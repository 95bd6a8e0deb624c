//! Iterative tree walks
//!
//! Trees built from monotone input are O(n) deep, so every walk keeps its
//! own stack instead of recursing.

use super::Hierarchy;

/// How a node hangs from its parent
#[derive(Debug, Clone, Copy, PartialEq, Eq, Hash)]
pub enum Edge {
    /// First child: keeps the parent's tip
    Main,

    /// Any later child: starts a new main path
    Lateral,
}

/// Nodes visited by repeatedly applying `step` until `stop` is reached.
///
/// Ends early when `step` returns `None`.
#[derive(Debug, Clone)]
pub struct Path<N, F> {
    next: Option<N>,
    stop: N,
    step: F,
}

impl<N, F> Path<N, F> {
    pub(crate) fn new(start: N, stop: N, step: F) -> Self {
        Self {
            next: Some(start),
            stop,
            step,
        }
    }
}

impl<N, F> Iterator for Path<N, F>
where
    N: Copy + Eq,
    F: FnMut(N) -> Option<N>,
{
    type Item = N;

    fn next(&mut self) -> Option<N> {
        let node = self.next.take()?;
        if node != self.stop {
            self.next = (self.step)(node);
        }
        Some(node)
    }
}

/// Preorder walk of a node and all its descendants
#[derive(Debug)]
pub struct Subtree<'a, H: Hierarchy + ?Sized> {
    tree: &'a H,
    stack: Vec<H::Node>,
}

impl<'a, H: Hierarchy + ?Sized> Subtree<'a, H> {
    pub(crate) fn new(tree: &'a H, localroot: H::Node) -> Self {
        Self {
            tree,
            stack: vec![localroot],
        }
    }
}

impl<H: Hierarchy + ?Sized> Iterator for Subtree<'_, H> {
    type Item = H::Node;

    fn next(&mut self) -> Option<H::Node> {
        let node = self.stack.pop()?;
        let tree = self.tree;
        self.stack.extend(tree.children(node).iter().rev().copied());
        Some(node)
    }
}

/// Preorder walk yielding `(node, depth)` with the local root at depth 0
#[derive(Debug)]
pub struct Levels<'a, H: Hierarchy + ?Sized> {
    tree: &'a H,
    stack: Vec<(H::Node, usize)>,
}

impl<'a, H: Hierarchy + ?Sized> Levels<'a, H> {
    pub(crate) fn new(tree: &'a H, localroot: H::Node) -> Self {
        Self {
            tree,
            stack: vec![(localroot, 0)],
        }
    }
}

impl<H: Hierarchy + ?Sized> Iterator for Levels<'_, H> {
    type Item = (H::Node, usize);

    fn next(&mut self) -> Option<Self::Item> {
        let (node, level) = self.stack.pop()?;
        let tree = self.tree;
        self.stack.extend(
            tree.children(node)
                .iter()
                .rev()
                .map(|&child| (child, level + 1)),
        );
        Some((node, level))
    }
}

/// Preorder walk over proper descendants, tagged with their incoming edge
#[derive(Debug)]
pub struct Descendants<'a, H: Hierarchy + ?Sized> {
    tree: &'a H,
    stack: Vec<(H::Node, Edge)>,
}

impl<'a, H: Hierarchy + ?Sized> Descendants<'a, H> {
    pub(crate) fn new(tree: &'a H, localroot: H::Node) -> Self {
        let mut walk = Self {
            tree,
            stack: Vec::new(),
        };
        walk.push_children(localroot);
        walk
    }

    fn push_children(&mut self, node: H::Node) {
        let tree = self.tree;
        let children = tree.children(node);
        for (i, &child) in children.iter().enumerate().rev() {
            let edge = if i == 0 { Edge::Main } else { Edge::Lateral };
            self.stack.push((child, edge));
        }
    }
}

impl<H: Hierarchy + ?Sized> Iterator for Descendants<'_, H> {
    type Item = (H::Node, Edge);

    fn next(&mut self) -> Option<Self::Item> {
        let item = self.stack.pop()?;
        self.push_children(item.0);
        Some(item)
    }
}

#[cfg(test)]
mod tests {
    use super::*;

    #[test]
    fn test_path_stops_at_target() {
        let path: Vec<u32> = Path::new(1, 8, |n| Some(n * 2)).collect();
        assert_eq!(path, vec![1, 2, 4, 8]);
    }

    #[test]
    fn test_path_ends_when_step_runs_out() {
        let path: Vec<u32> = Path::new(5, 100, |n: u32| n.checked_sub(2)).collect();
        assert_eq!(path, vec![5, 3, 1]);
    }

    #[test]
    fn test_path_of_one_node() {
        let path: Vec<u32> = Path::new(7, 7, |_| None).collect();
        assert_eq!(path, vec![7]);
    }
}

PROBLEM STATEMENT
Restate the records in full, keeping every word as it is.

PROBLEM SOLUTION
repository 95bd6a8e0deb624c
//! Iterative tree walks
//!
//! Trees built from monotone input are O(n) deep, so every walk keeps its
//! own stack instead of recursing.

use super::Hierarchy;

/// How a node hangs from its parent
#[derive(Debug, Clone, Copy, PartialEq, Eq, Hash)]
pub enum Edge {
    /// First child: keeps the parent's tip
    Main,

    /// Any later child: starts a new main path
    Lateral,
}

/// Nodes visited by repeatedly applying `step` until `stop` is reached.
///
/// Ends early when `step` returns `None`.
#[derive(Debug, Clone)]
pub struct Path<N, F> {
    next: Option<N>,
    stop: N,
    step: F,
}

impl<N, F> Path<N, F> {
    pub(crate) fn new(start: N, stop: N, step: F) -> Self {
        Self {
            next: Some(start),
            stop,
            step,
        }
    }
}

impl<N, F> Iterator for Path<N, F>
where
    N: Copy + Eq,
    F: FnMut(N) -> Option<N>,
{
    type Item = N;

    fn next(&mut self) -> Option<N> {
        let node = self.next.take()?;
        if node != self.stop {
            self.next = (self.step)(node);
        }
        Some(node)
    }
}

/// Preorder walk of a node and all its descendants
#[derive(Debug)]
pub struct Subtree<'a, H: Hierarchy + ?Sized> {
    tree: &'a H,
    stack: Vec<H::Node>,
}

impl<'a, H: Hierarchy + ?Sized> Subtree<'a, H> {
    pub(crate) fn new(tree: &'a H, localroot: H::Node) -> Self {
        Self {
            tree,
            stack: vec![localroot],
        }
    }
}

impl<H: Hierarchy + ?Sized> Iterator for Subtree<'_, H> {
    type Item = H::Node;

    fn next(&mut self) -> Option<H::Node> {
        let node = self.stack.pop()?;
        let tree = self.tree;
        self.stack.extend(tree.children(node).iter().rev().copied());
        Some(node)
    }
}

/// Preorder walk yielding `(node, depth)` with the local root at depth 0
#[derive(Debug)]
pub struct Levels<'a, H: Hierarchy + ?Sized> {
    tree: &'a H,
    stack: Vec<(H::Node, usize)>,
}

impl<'a, H: Hierarchy + ?Sized> Levels<'a, H> {
    pub(crate) fn new(tree: &'a H, localroot: H::Node) -> Self {
        Self {
            tree,
            stack: vec![(localroot, 0)],
        }
    }
}

impl<H: Hierarchy + ?Sized> Iterator for Levels<'_, H> {
    type Item = (H::Node, usize);

    fn next(&mut self) -> Option<Self::Item> {
        let (node, level) = self.stack.pop()?;
        let tree = self.tree;
        self.stack.extend(
            tree.children(node)
                .iter()
                .rev()
                .map(|&child| (child, level + 1)),
        );
        Some((node, level))
    }
}

/// Preorder walk over proper descendants, tagged with their incoming edge
#[derive(Debug)]
pub struct Descendants<'a, H: Hierarchy + ?Sized> {
    tree: &'a H,
    stack: Vec<(H::Node, Edge)>,
}

impl<'a, H: Hierarchy + ?Sized> Descendants<'a, H> {
    pub(crate) fn new(tree: &'a H, localroot: H::Node) -> Self {
        let mut walk = Self {
            tree,
            stack: Vec::new(),
        };
        walk.push_children(localroot);
        walk
    }

    fn push_children(&mut self, node: H::Node) {
        let tree = self.tree;
        let children = tree.children(node);
        for (i, &child) in children.iter().enumerate().rev() {
            let edge = if i == 0 { Edge::Main } else { Edge::Lateral };
            self.stack.push((child, edge));
        }
    }
}

impl<H: Hierarchy + ?Sized> Iterator for Descendants<'_, H> {
    type Item = (H::Node, Edge);

    fn next(&mut self) -> Option<Self::Item> {
        let item = self.stack.pop()?;
        self.push_children(item.0);
        Some(item)
    }
}

#[cfg(test)]
mod tests {
    use super::*;

    #[test]
    fn test_path_stops_at_target() {
        let path: Vec<u32> = Path::new(1, 8, |n| Some(n * 2)).collect();
        assert_eq!(path, vec![1, 2, 4, 8]);
    }

    #[test]
    fn test_path_ends_when_step_runs_out() {
        let path: Vec<u32> = Path::new(5, 100, |n: u32| n.checked_sub(2)).collect();
        assert_eq!(path, vec![5, 3, 1]);
    }

    #[test]
    fn test_path_of_one_node() {
        let path: Vec<u32> = Path::new(7, 7, |_| None).collect();
        assert_eq!(path, vec![7]);
    }
}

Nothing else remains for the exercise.